▸ **YOUR INSTRUCTIONS**:
Of the lines below, write out exactly those from the line with "#[derive(Debug, Clone, PartialEq, Eq, Serialize, Deserialize)]" through the line with "for record in", both included, and skip the rest.

▸ **MATERIAL PROVIDED**:

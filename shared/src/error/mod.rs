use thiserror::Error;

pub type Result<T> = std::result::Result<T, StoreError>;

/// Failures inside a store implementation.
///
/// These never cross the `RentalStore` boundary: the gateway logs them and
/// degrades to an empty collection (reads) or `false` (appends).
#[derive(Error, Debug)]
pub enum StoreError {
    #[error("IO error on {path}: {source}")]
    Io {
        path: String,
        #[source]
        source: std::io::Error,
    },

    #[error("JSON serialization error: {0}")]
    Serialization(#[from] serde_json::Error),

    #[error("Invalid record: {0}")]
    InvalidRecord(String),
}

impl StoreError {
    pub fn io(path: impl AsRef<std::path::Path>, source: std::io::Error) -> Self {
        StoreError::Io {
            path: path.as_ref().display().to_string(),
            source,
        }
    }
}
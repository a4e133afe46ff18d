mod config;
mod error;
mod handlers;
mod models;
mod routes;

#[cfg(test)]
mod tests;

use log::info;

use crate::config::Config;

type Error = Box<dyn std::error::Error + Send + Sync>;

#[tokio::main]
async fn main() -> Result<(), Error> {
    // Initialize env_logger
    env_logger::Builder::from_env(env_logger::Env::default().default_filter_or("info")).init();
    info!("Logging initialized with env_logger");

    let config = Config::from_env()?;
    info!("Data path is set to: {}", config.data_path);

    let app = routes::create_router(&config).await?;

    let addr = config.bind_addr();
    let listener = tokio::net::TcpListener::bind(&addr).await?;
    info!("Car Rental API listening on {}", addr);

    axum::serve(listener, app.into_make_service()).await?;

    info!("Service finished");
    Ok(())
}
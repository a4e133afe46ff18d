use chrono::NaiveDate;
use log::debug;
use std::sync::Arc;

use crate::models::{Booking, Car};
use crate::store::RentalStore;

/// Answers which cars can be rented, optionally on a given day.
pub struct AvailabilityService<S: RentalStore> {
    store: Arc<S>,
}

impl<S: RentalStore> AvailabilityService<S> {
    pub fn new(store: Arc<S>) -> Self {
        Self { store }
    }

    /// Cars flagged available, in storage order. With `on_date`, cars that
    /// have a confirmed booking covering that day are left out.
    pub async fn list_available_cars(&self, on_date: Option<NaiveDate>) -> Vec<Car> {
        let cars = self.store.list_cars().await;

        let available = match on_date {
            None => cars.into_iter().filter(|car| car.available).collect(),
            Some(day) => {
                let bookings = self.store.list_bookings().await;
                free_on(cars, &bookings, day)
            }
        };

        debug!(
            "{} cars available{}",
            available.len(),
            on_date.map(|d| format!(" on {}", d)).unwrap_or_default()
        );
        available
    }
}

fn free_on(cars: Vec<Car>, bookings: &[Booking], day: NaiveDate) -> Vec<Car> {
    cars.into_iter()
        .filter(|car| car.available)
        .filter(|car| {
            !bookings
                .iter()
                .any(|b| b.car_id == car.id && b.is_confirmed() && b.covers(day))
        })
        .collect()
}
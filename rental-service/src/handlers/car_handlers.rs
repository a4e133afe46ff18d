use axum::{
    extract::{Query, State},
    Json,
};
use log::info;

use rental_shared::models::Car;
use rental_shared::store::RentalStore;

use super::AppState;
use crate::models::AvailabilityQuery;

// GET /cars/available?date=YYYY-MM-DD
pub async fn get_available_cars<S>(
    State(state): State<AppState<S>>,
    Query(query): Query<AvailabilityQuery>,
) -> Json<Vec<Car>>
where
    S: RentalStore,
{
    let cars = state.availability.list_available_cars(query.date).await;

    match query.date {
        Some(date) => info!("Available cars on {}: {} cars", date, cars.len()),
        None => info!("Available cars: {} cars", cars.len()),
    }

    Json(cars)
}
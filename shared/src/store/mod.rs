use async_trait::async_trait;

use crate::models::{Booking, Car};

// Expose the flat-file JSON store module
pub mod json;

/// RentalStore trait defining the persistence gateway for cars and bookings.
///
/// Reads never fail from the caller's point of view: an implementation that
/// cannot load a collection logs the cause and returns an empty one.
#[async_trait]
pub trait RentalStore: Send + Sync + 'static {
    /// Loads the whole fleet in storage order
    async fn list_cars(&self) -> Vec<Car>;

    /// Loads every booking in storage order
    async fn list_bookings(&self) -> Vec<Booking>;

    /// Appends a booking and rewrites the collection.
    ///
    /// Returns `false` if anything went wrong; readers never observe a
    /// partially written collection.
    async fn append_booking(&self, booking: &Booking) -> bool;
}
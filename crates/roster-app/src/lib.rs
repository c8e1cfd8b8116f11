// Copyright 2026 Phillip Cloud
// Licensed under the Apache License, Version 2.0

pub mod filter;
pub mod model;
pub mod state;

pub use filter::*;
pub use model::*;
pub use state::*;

---

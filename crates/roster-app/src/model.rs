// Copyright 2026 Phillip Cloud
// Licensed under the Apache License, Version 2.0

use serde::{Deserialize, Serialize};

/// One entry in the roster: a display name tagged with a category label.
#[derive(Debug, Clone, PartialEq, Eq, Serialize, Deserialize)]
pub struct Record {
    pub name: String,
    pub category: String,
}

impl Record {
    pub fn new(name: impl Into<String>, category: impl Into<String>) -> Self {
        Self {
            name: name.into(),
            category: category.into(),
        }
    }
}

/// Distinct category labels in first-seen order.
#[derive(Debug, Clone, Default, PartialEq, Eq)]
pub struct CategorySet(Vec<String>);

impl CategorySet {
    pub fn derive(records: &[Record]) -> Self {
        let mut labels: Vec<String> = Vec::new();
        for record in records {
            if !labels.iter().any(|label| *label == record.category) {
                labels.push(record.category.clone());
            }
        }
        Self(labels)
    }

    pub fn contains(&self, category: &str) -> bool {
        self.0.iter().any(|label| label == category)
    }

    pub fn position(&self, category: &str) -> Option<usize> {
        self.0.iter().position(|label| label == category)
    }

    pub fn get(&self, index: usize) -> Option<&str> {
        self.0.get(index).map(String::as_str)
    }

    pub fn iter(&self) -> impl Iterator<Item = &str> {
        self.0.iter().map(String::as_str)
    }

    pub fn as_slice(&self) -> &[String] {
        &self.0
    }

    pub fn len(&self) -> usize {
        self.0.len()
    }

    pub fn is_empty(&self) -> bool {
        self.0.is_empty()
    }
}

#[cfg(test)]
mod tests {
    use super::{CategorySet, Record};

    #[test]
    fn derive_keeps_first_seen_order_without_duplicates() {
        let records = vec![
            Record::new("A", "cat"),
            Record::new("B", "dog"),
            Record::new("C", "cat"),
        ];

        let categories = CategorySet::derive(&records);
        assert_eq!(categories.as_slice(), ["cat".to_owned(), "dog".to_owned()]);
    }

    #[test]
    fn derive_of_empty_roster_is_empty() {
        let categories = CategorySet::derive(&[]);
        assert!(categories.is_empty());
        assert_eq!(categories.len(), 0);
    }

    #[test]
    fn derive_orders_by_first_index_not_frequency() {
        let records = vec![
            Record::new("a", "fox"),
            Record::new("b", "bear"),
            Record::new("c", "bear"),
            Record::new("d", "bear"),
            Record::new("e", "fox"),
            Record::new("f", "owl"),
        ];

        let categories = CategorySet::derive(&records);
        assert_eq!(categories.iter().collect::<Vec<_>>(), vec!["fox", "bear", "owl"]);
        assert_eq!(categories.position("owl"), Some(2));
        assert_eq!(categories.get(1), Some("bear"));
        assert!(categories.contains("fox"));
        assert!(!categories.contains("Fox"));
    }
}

==

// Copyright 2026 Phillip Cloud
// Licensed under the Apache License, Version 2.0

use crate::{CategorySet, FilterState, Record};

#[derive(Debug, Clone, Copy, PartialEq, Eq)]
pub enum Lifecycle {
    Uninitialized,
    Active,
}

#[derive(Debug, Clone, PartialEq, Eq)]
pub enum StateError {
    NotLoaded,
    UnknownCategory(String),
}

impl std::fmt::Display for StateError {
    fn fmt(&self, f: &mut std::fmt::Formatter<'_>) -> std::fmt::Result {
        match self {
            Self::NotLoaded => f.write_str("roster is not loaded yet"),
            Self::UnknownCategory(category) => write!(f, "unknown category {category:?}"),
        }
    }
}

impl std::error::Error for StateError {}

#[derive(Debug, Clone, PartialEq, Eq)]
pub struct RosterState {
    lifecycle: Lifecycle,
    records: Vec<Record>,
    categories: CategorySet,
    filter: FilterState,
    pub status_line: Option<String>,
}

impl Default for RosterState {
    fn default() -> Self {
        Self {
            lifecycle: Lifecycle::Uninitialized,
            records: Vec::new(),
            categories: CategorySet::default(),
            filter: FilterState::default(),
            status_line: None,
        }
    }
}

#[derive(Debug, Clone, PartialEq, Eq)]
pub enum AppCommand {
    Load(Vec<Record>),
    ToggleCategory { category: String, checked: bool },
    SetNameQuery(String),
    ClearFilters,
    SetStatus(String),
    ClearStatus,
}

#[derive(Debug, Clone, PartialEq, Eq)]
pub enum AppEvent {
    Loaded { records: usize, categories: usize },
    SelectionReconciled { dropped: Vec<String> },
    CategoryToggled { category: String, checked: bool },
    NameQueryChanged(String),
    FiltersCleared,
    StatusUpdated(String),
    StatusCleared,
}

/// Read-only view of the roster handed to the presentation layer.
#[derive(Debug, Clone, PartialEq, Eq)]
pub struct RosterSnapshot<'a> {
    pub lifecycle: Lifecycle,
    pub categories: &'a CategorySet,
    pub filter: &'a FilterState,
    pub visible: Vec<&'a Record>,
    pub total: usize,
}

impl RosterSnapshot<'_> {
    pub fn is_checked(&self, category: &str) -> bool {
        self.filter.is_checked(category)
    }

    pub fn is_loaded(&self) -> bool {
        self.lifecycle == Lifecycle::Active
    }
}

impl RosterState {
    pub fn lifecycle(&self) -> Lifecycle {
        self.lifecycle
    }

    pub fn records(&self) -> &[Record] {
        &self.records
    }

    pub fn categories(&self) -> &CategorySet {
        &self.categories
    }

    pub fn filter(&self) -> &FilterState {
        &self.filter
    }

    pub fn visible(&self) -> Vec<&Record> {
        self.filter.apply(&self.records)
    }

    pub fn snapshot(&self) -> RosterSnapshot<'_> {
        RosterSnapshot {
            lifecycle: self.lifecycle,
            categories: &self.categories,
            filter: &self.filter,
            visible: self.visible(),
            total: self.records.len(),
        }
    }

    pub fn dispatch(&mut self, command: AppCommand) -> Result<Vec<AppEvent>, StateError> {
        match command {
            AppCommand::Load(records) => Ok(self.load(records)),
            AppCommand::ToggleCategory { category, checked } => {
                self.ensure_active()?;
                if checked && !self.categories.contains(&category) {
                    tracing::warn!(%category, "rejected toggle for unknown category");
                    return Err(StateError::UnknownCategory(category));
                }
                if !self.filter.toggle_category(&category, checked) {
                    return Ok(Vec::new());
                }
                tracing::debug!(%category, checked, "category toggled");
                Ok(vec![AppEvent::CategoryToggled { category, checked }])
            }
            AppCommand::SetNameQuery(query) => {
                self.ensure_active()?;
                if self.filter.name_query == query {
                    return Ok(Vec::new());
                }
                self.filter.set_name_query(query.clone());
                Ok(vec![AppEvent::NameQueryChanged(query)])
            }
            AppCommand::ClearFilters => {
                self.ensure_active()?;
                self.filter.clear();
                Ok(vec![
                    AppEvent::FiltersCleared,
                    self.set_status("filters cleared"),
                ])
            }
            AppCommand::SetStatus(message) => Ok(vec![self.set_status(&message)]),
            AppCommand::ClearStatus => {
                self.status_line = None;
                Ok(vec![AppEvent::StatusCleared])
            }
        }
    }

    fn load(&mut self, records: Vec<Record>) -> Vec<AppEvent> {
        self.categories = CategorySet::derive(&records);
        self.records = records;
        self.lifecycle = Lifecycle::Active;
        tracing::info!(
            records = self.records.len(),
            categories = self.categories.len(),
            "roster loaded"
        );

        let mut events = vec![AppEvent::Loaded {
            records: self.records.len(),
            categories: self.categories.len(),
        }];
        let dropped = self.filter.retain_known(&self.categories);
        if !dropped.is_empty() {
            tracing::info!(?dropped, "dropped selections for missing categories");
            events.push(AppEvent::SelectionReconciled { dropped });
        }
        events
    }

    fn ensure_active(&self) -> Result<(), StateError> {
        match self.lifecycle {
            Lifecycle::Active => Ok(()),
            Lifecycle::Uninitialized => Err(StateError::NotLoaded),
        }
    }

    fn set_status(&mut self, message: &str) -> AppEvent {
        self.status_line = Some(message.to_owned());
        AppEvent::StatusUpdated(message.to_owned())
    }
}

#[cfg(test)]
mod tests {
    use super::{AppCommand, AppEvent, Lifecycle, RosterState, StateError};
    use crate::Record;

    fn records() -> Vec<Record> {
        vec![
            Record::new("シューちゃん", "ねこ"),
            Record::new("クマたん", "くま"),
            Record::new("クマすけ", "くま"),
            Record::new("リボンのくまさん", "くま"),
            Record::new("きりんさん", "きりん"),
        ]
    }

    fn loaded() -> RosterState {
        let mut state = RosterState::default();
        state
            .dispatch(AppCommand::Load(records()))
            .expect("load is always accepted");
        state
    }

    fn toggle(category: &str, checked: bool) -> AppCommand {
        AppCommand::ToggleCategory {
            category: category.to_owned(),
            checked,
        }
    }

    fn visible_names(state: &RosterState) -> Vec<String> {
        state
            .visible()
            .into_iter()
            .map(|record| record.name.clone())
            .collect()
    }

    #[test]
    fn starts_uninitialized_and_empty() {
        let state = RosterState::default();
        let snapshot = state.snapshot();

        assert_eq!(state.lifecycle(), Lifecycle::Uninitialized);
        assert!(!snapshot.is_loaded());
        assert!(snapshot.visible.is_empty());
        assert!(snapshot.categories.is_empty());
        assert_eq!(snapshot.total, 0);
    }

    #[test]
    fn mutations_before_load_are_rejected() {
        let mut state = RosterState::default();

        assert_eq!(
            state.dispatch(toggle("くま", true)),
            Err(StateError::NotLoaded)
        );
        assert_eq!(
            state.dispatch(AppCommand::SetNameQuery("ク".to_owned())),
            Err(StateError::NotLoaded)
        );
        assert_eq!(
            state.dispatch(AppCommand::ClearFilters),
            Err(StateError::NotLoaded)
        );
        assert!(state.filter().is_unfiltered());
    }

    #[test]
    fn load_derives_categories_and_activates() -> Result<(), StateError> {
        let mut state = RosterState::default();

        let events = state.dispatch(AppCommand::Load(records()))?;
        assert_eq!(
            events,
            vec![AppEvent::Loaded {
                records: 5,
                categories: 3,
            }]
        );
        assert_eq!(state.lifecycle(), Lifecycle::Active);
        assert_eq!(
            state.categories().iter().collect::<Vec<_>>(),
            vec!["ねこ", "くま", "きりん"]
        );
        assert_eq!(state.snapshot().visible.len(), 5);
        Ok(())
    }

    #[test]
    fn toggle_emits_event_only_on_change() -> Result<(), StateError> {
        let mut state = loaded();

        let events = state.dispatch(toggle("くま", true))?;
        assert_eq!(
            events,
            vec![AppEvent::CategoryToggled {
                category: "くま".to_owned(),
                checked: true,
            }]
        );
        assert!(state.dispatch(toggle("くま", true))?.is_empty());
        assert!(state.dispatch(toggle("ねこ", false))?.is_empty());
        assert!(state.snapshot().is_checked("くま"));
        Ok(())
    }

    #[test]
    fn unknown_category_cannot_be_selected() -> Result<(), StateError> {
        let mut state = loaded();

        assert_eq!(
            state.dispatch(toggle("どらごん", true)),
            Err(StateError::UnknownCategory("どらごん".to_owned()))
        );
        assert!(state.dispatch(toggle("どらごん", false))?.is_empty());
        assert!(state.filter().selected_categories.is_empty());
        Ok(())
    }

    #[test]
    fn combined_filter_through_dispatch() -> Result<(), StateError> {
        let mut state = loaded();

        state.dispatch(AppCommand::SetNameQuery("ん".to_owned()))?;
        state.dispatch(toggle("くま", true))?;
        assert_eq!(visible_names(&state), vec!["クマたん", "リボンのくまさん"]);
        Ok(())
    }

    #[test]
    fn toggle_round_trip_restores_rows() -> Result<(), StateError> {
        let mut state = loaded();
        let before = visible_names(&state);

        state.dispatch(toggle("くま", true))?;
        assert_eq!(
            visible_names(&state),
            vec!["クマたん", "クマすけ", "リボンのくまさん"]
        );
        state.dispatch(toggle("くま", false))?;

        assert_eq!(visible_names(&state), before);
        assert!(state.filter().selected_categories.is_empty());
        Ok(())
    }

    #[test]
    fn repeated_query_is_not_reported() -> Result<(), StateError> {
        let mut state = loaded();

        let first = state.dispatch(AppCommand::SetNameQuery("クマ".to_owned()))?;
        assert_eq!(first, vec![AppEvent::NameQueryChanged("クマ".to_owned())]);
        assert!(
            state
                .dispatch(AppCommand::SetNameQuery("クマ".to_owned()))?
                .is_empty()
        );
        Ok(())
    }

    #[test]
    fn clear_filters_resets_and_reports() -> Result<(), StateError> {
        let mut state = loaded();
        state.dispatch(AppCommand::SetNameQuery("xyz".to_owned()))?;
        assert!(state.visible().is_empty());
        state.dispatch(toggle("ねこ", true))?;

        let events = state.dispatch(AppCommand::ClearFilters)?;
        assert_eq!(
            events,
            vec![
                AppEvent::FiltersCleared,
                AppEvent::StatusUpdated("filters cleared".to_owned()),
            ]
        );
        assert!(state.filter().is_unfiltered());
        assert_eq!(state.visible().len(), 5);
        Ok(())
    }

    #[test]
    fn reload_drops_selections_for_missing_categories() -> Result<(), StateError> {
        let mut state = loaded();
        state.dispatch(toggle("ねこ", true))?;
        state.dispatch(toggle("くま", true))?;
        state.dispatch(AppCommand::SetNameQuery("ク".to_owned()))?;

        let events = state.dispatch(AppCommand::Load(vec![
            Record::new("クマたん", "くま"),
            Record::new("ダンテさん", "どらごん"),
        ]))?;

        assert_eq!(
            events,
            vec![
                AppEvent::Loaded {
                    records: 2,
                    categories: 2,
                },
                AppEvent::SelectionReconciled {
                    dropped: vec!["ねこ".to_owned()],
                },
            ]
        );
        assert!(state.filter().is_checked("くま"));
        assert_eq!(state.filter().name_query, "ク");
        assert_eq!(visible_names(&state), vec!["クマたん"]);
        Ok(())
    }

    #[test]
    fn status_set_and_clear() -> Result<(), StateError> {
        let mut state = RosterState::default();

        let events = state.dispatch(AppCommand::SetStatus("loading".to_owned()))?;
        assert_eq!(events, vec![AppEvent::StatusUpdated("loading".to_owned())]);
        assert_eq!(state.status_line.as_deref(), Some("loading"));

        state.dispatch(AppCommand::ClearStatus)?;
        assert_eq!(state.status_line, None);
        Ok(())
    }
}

▸ **RESPONSE TO THE EXERCISE**:
#[derive(Debug, Clone, PartialEq, Eq, Serialize, Deserialize)]
pub struct Record {
    pub name: String,
    pub category: String,
}

impl Record {
    pub fn new(name: impl Into<String>, category: impl Into<String>) -> Self {
        Self {
            name: name.into(),
            category: category.into(),
        }
    }
}

/// Distinct category labels in first-seen order.
#[derive(Debug, Clone, Default, PartialEq, Eq)]
pub struct CategorySet(Vec<String>);

impl CategorySet {
    pub fn derive(records: &[Record]) -> Self {
        let mut labels: Vec<String> = Vec::new();
        for record in records {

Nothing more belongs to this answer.